§ **TASK DESCRIPTION**
Where the word "plan" appears in a line below, copy the whole line.

§ **SOURCE RECORDS**
- - - - -
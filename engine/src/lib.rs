//! # Similar Notes Engine
//!
//! Wires the embedding index to a note vault:
//!
//! - **Rebuild**: embed every note in the vault at startup
//! - **Upsert**: re-embed a note whenever it changes
//! - **Query**: rank notes by similarity to the text in the editor
//!
//! ## Architecture
//!
//! ```text
//! ┌─────────────────────────────────────────────────────────────────┐
//! │                    Similar Notes Engine                         │
//! ├─────────────────────────────────────────────────────────────────┤
//! │                                                                 │
//! │  ┌──────────────┐   VaultEvent    ┌──────────────┐              │
//! │  │ EventSource  │ ──────────────► │ SimilarNotes │              │
//! │  └──────────────┘                 └──────────────┘              │
//! │                                     │         │                 │
//! │                                     ▼         ▼                 │
//! │                         ┌──────────────┐  ┌──────────────────┐  │
//! │                         │ VaultScanner │  │ EmbeddingIndex   │  │
//! │                         └──────────────┘  │ + Provider       │  │
//! │                                           └──────────────────┘  │
//! └─────────────────────────────────────────────────────────────────┘
//! ```
//!
//! ## Usage
//!
//! ```rust,ignore
//! use notesim_engine::{EngineConfig, SimilarNotes};
//!
//! let config = EngineConfig::new("/path/to/vault").with_api_key(key);
//! let mut engine = SimilarNotes::from_config(config);
//! engine.rebuild().await?;
//!
//! let similar = engine.query("meeting notes about the roadmap", 5).await;
//! ```

pub mod config;
pub mod engine;
pub mod error;

pub use config::{DEFAULT_TOP_N, EngineConfig, Settings};
pub use engine::{EngineOutput, EngineStats, SimilarNotes};
pub use error::{EngineError, Result};

// Re-export from dependencies for convenience
pub use notesim_embeddings::{EmbeddingProvider, SimilarityResult, UpsertOutcome};
pub use notesim_vault_watcher::{EventSource, VaultConfig, VaultEvent, VaultWatcher};
//! Vault scanning: enumerate and read every note.

use std::path::{Path, PathBuf};

use chrono::{DateTime, Utc};
use serde::{Deserialize, Serialize};
use tokio::fs;
use tracing::{debug, info, warn};
use walkdir::WalkDir;

use crate::config::VaultConfig;
use crate::error::{Result, WatcherError};

/// A note read from the vault.
#[derive(Debug, Clone, PartialEq, Serialize, Deserialize)]
pub struct VaultDocument {
    /// Vault-relative identifier, `/`-separated.
    pub id: String,

    /// Full path to the note.
    pub path: PathBuf,

    /// Note contents.
    pub text: String,

    /// When the note was last modified, if known.
    pub modified: Option<DateTime<Utc>>,
}

/// Reads notes out of a vault directory.
pub struct VaultScanner {
    config: VaultConfig,
}

impl VaultScanner {
    /// Create a scanner for the vault.
    pub fn new(config: VaultConfig) -> Self {
        Self { config }
    }

    /// The vault being scanned.
    pub fn config(&self) -> &VaultConfig {
        &self.config
    }

    /// Paths of every note in the vault, sorted.
    pub fn note_paths(&self) -> Result<Vec<PathBuf>> {
        if !self.config.root.is_dir() {
            return Err(WatcherError::VaultNotFound(
                self.config.root.display().to_string(),
            ));
        }

        let walker = WalkDir::new(&self.config.root)
            .follow_links(self.config.follow_symlinks)
            .max_depth(self.config.max_depth.unwrap_or(usize::MAX))
            .sort_by_file_name();

        let mut paths = Vec::new();
        for entry in walker {
            let entry = match entry {
                Ok(entry) => entry,
                Err(e) => {
                    warn!("Skipping unreadable vault entry: {e}");
                    continue;
                }
            };

            if !entry.file_type().is_file() || !self.config.accepts(entry.path()) {
                continue;
            }
            paths.push(entry.into_path());
        }

        Ok(paths)
    }

    /// Read a single note.
    ///
    /// Fails for paths that are not notes of this vault. Non-UTF-8 content
    /// surfaces as an IO error.
    pub async fn read(&self, path: &Path) -> Result<VaultDocument> {
        let id = self
            .config
            .document_id(path)
            .filter(|_| self.config.accepts(path))
            .ok_or_else(|| WatcherError::NotANote(path.display().to_string()))?;

        let text = fs::read_to_string(path).await?;
        let modified = fs::metadata(path)
            .await
            .ok()
            .and_then(|m| m.modified().ok())
            .map(DateTime::<Utc>::from);

        Ok(VaultDocument {
            id,
            path: path.to_path_buf(),
            text,
            modified,
        })
    }

    /// Read every note in the vault, in path order.
    ///
    /// Notes that cannot be read are skipped with a warning.
    pub async fn scan(&self) -> Result<Vec<VaultDocument>> {
        let start = std::time::Instant::now();
        let paths = self.note_paths()?;

        let mut documents = Vec::with_capacity(paths.len());
        let mut skipped = 0;
        for path in paths {
            match self.read(&path).await {
                Ok(document) => {
                    debug!("Read note {}", document.id);
                    documents.push(document);
                }
                Err(e) => {
                    warn!("Skipping note {}: {e}", path.display());
                    skipped += 1;
                }
            }
        }

        info!(
            "Scanned {} notes in {:?} (skipped: {skipped})",
            documents.len(),
            start.elapsed()
        );

        Ok(documents)
    }
}

#[cfg(test)]
mod tests {
    use super::*;
    use pretty_assertions::assert_eq;
    use std::fs::{self as std_fs, File};
    use std::io::Write;
    use tempfile::TempDir;

    fn write(dir: &Path, relative: &str, contents: &[u8]) {
        let path = dir.join(relative);
        if let Some(parent) = path.parent() {
            std_fs::create_dir_all(parent).unwrap();
        }
        File::create(path).unwrap().write_all(contents).unwrap();
    }

    #[tokio::test]
    async fn test_scan_reads_notes_only() {
        let temp_dir = TempDir::new().unwrap();
        write(temp_dir.path(), "b.md", b"second");
        write(temp_dir.path(), "a.md", b"first");
        write(temp_dir.path(), "projects/plan.md", b"plan");
        write(temp_dir.path(), "image.png", b"\x89PNG");
        write(temp_dir.path(), ".obsidian/config.md", b"hidden");

        let scanner = VaultScanner::new(VaultConfig::new(temp_dir.path()));
        let documents = scanner.scan().await.unwrap();

        let ids: Vec<_> = documents.iter().map(|d| d.id.as_str()).collect();
        assert_eq!(ids, vec!["a.md", "b.md", "projects/plan.md"]);
        assert_eq!(documents[0].text, "first");
        assert!(documents[0].modified.is_some());
    }

    #[tokio::test]
    async fn test_scan_skips_non_utf8() {
        let temp_dir = TempDir::new().unwrap();
        write(temp_dir.path(), "good.md", b"ok");
        write(temp_dir.path(), "bad.md", &[0xff, 0xfe, 0xfd]);

        let scanner = VaultScanner::new(VaultConfig::new(temp_dir.path()));
        let documents = scanner.scan().await.unwrap();

        assert_eq!(documents.len(), 1);
        assert_eq!(documents[0].id, "good.md");
    }

    #[tokio::test]
    async fn test_read_rejects_foreign_paths() {
        let temp_dir = TempDir::new().unwrap();
        write(temp_dir.path(), "notes.txt", b"plain");

        let scanner = VaultScanner::new(VaultConfig::new(temp_dir.path()));
        let result = scanner.read(&temp_dir.path().join("notes.txt")).await;

        assert!(matches!(result, Err(WatcherError::NotANote(_))));
    }

    #[tokio::test]
    async fn test_scan_missing_vault() {
        let scanner = VaultScanner::new(VaultConfig::new("/nonexistent/vault/12345"));
        assert!(matches!(
            scanner.scan().await,
            Err(WatcherError::VaultNotFound(_))
        ));
    }
}
//! Configuration for the similar-notes engine.

use std::path::{Path, PathBuf};

use notesim_embeddings::{DEFAULT_BASE_URL, DEFAULT_MODEL, OpenAIProvider};
use notesim_vault_watcher::VaultConfig;
use serde::{Deserialize, Serialize};
use tracing::warn;

use crate::error::Result;

/// Default number of similar notes returned per query.
pub const DEFAULT_TOP_N: usize = 10;

/// User settings blob. The only recognized option is `apiKey`.
#[derive(Debug, Clone, Default, PartialEq, Eq, Serialize, Deserialize)]
#[serde(default, rename_all = "camelCase")]
pub struct Settings {
    /// API credential for the embeddings endpoint. Empty means unset.
    pub api_key: String,
}

impl Settings {
    /// Parse a settings blob. Unknown keys are ignored; a malformed blob
    /// falls back to defaults.
    pub fn from_json(blob: &str) -> Self {
        if blob.trim().is_empty() {
            return Self::default();
        }
        serde_json::from_str(blob).unwrap_or_else(|e| {
            warn!("Ignoring malformed settings: {e}");
            Self::default()
        })
    }

    /// Whether an API key is present.
    pub fn has_api_key(&self) -> bool {
        !self.api_key.trim().is_empty()
    }
}

/// Configuration for the engine.
#[derive(Debug, Clone, PartialEq, Serialize, Deserialize)]
#[serde(default)]
pub struct EngineConfig {
    /// User settings.
    pub settings: Settings,

    /// Embedding model identifier.
    pub model: String,

    /// Base URL of the embeddings API.
    pub base_url: String,

    /// How many similar notes to return.
    pub top_n: usize,

    /// The vault to index.
    pub vault: VaultConfig,
}

impl EngineConfig {
    /// Create a configuration for the vault at `root` with default values.
    pub fn new(root: impl Into<PathBuf>) -> Self {
        Self {
            settings: Settings::default(),
            model: DEFAULT_MODEL.to_string(),
            base_url: DEFAULT_BASE_URL.to_string(),
            top_n: DEFAULT_TOP_N,
            vault: VaultConfig::new(root),
        }
    }

    /// Set the API key.
    pub fn with_api_key(mut self, key: impl Into<String>) -> Self {
        self.settings.api_key = key.into();
        self
    }

    /// Set the embedding model.
    pub fn with_model(mut self, model: impl Into<String>) -> Self {
        self.model = model.into();
        self
    }

    /// Set the API base URL.
    pub fn with_base_url(mut self, url: impl Into<String>) -> Self {
        self.base_url = url.into();
        self
    }

    /// Set the result count.
    pub fn with_top_n(mut self, top_n: usize) -> Self {
        self.top_n = top_n;
        self
    }

    /// Parse a TOML configuration.
    pub fn from_toml_str(contents: &str) -> Result<Self> {
        Ok(toml::from_str(contents)?)
    }

    /// Load a TOML configuration file.
    pub async fn load(path: impl AsRef<Path>) -> Result<Self> {
        let contents = tokio::fs::read_to_string(path).await?;
        Self::from_toml_str(&contents)
    }

    /// Build the HTTP embedding provider described by this configuration.
    pub fn provider(&self) -> OpenAIProvider {
        OpenAIProvider::new(self.settings.api_key.clone())
            .with_base_url(self.base_url.clone())
            .with_model(self.model.clone())
    }
}

impl Default for EngineConfig {
    fn default() -> Self {
        Self::new(".")
    }
}
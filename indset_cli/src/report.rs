use std::fmt::Write;

use indset_solver::{LabeledGraph, Solution};

/// Human-readable summary of a solution.
pub fn render_solution(graph: &LabeledGraph, solution: &Solution, with_stats: bool) -> String {
    let labels = graph.labels_of(&solution.vertices);
    let mut out = String::new();

    let _ = writeln!(out, "independence number: {}", solution.independence_number());
    if labels.is_empty() {
        let _ = writeln!(out, "independent set: (empty)");
    } else {
        let _ = writeln!(out, "independent set: {}", labels.join(", "));
    }

    if with_stats {
        let stats = solution.stats;
        let _ = writeln!(
            out,
            "search: {} branches, {} leaves, {} tasks",
            stats.branches, stats.leaves, stats.tasks
        );
    }
    out
}

#[cfg(test)]
mod tests {
    use super::*;
    use indset_common::test_case;
    use indset_solver::{AdjacencyMatrix, Solver};

    #[test]
    fn renders_labels_of_the_set() {
        let mut graph = LabeledGraph::new();
        for name in ["left", "mid", "right"] {
            graph.add_vertex(name).unwrap();
        }
        graph.add_edge("left", "mid").unwrap();
        graph.add_edge("mid", "right").unwrap();

        let solution = Solver::default().solve(&graph.adjacency().unwrap());
        assert_eq!(
            render_solution(&graph, &solution, false),
            "independence number: 2\nindependent set: left, right\n"
        );
    }

    #[test]
    fn renders_stats_when_asked() {
        let case = test_case("path_4").unwrap();
        let adj = AdjacencyMatrix::from_rows(case.rows()).unwrap();
        let graph = LabeledGraph::from_matrix(&adj);
        let solver = Solver::new(indset_common::Config::builder().sequential().build()).unwrap();

        let text = render_solution(&graph, &solver.solve(&adj), true);
        assert_eq!(
            text,
            "independence number: 2\nindependent set: 1, 3\nsearch: 19 branches, 8 leaves, 1 tasks\n"
        );
    }

    #[test]
    fn renders_empty_graph() {
        let graph = LabeledGraph::new();
        let solution = Solver::default().solve(&graph.adjacency().unwrap());
        assert!(render_solution(&graph, &solution, false).contains("(empty)"));
    }
}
- - - - -
§ **WRITTEN ANSWER**
        write(temp_dir.path(), "projects/plan.md", b"plan");
        assert_eq!(ids, vec!["a.md", "b.md", "projects/plan.md"]);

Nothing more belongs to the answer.